## WHAT IS REQUIRED
Where "await" appears in a line of the entries below, that line should be copied.

## PROVIDED RECORDS
use std::collections::HashMap;
use std::fs;
use std::io::Write;
use std::path::{Path, PathBuf};
use std::sync::Arc;

use async_trait::async_trait;
use driftwatch_model::{ChangeDocument, DriftReport, RunId, TargetKey};
use tempfile::NamedTempFile;
use tokio::sync::Mutex;
use tracing::debug;

use crate::error::StorageError;
use crate::storage_traits::{ensure_newer, HistoryEntry, HistoryStore, StorageResult};

/// Filesystem-backed history store, one JSON file per run.
///
/// Layout: `<root>/<cloud>/<environment>/<run_id>.json`
///
/// Each entry is written to a temp file in the key directory and renamed into
/// place, so a crash mid-append leaves at most an ignored temp file behind.
pub struct FsHistoryStore {
    root: PathBuf,
    retain_documents: bool,
    key_locks: Mutex<HashMap<TargetKey, Arc<Mutex<()>>>>,
}

impl FsHistoryStore {
    /// Create a store rooted at `root`. Creates the directory if needed.
    pub fn new(root: impl AsRef<Path>) -> StorageResult<Self> {
        let root = root.as_ref().to_path_buf();
        fs::create_dir_all(&root)?;
        Ok(Self {
            root,
            retain_documents: true,
            key_locks: Mutex::new(HashMap::new()),
        })
    }

    /// Keep only document digests instead of full documents.
    pub fn with_retain_documents(mut self, retain: bool) -> Self {
        self.retain_documents = retain;
        self
    }

    pub fn root(&self) -> &Path {
        &self.root
    }

    fn key_dir(&self, target: &TargetKey) -> PathBuf {
        self.root
            .join(target.cloud.as_str())
            .join(target.environment.as_str())
    }

    async fn key_lock(&self, target: &TargetKey) -> Arc<Mutex<()>> {
        let mut locks = self.key_locks.lock().await;
        Arc::clone(locks.entry(target.clone()).or_default())
    }

    async fn blocking<T, F>(f: F) -> StorageResult<T>
    where
        T: Send + 'static,
        F: FnOnce() -> StorageResult<T> + Send + 'static,
    {
        tokio::task::spawn_blocking(f)
            .await
            .map_err(|e| StorageError::Backend(format!("blocking task failed: {e}")))?
    }
}

/// Run files in a key directory, oldest first. Temp files and foreign files are skipped.
fn list_runs(dir: &Path) -> StorageResult<Vec<(String, PathBuf)>> {
    let read_dir = match fs::read_dir(dir) {
        Ok(rd) => rd,
        Err(e) if e.kind() == std::io::ErrorKind::NotFound => return Ok(Vec::new()),
        Err(e) => return Err(e.into()),
    };

    let mut runs = Vec::new();
    for entry in read_dir {
        let path = entry?.path();
        let Some(name) = path.file_name().and_then(|n| n.to_str()) else {
            continue;
        };
        if name.starts_with('.') {
            continue;
        }
        if let Some(run_id) = name.strip_suffix(".json") {
            runs.push((run_id.to_string(), path.clone()));
        }
    }
    runs.sort_by(|a, b| a.0.cmp(&b.0));
    Ok(runs)
}

fn read_entry(path: &Path) -> StorageResult<HistoryEntry> {
    let bytes = fs::read(path)?;
    serde_json::from_slice(&bytes).map_err(|e| StorageError::Corrupt {
        location: path.display().to_string(),
        reason: e.to_string(),
    })
}

fn write_atomic(dir: &Path, path: &Path, data: &[u8]) -> StorageResult<()> {
    fs::create_dir_all(dir)?;
    let mut tmp = NamedTempFile::new_in(dir)?;
    tmp.write_all(data)?;
    tmp.as_file().sync_all()?;
    tmp.persist(path).map_err(|e| StorageError::Io(e.error.to_string()))?;
    Ok(())
}

#[async_trait]
impl HistoryStore for FsHistoryStore {
    async fn latest(&self, target: &TargetKey) -> StorageResult<Option<DriftReport>> {
        let dir = self.key_dir(target);
        Self::blocking(move || {
            let runs = list_runs(&dir)?;
            match runs.last() {
                Some((_, path)) => Ok(Some(read_entry(path)?.report)),
                None => Ok(None),
            }
        })
        .await
    }

    async fn append(&self, report: &DriftReport, doc: &ChangeDocument) -> StorageResult<()> {
        let entry = HistoryEntry::new(report, doc, self.retain_documents)?;
        let data = serde_json::to_vec_pretty(&entry)?;
        let target = report.target();
        let dir = self.key_dir(&target);
        let path = dir.join(format!("{}.json", report.run_id));

        let lock = self.key_lock(&target).await;
        let _guard = lock.lock().await;

        let newest = report.clone();
        // The blocking task runs to completion even if this future is dropped,
        // so a started append is never torn by cancellation.
        Self::blocking(move || {
            let latest = list_runs(&dir)?
                .pop()
                .map(|(id, _)| id.parse::<RunId>())
                .transpose()?;
            ensure_newer(latest.as_ref(), &newest)?;
            write_atomic(&dir, &path, &data)
        })
        .await?;

        debug!(target = %target, run_id = %report.run_id, "history entry persisted");
        Ok(())
    }

    async fn history(&self, target: &TargetKey, limit: usize) -> StorageResult<Vec<DriftReport>> {
        let dir = self.key_dir(target);
        Self::blocking(move || {
            list_runs(&dir)?
                .iter()
                .rev()
                .take(limit)
                .map(|(_, path)| read_entry(path).map(|e| e.report))
                .collect()
        })
        .await
    }

    async fn get(&self, target: &TargetKey, run_id: &RunId) -> StorageResult<HistoryEntry> {
        let path = self.key_dir(target).join(format!("{run_id}.json"));
        let target_label = target.to_string();
        let run_label = run_id.to_string();
        Self::blocking(move || {
            if !path.exists() {
                return Err(StorageError::NotFound {
                    target: target_label,
                    run_id: run_label,
                });
            }
            read_entry(&path)
        })
        .await
    }
}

## ANSWER SPACE
        let mut locks = self.key_locks.lock().await;
            .await
        .await
        let lock = self.key_lock(&target).await;
        let _guard = lock.lock().await;
        .await?;
        .await
        .await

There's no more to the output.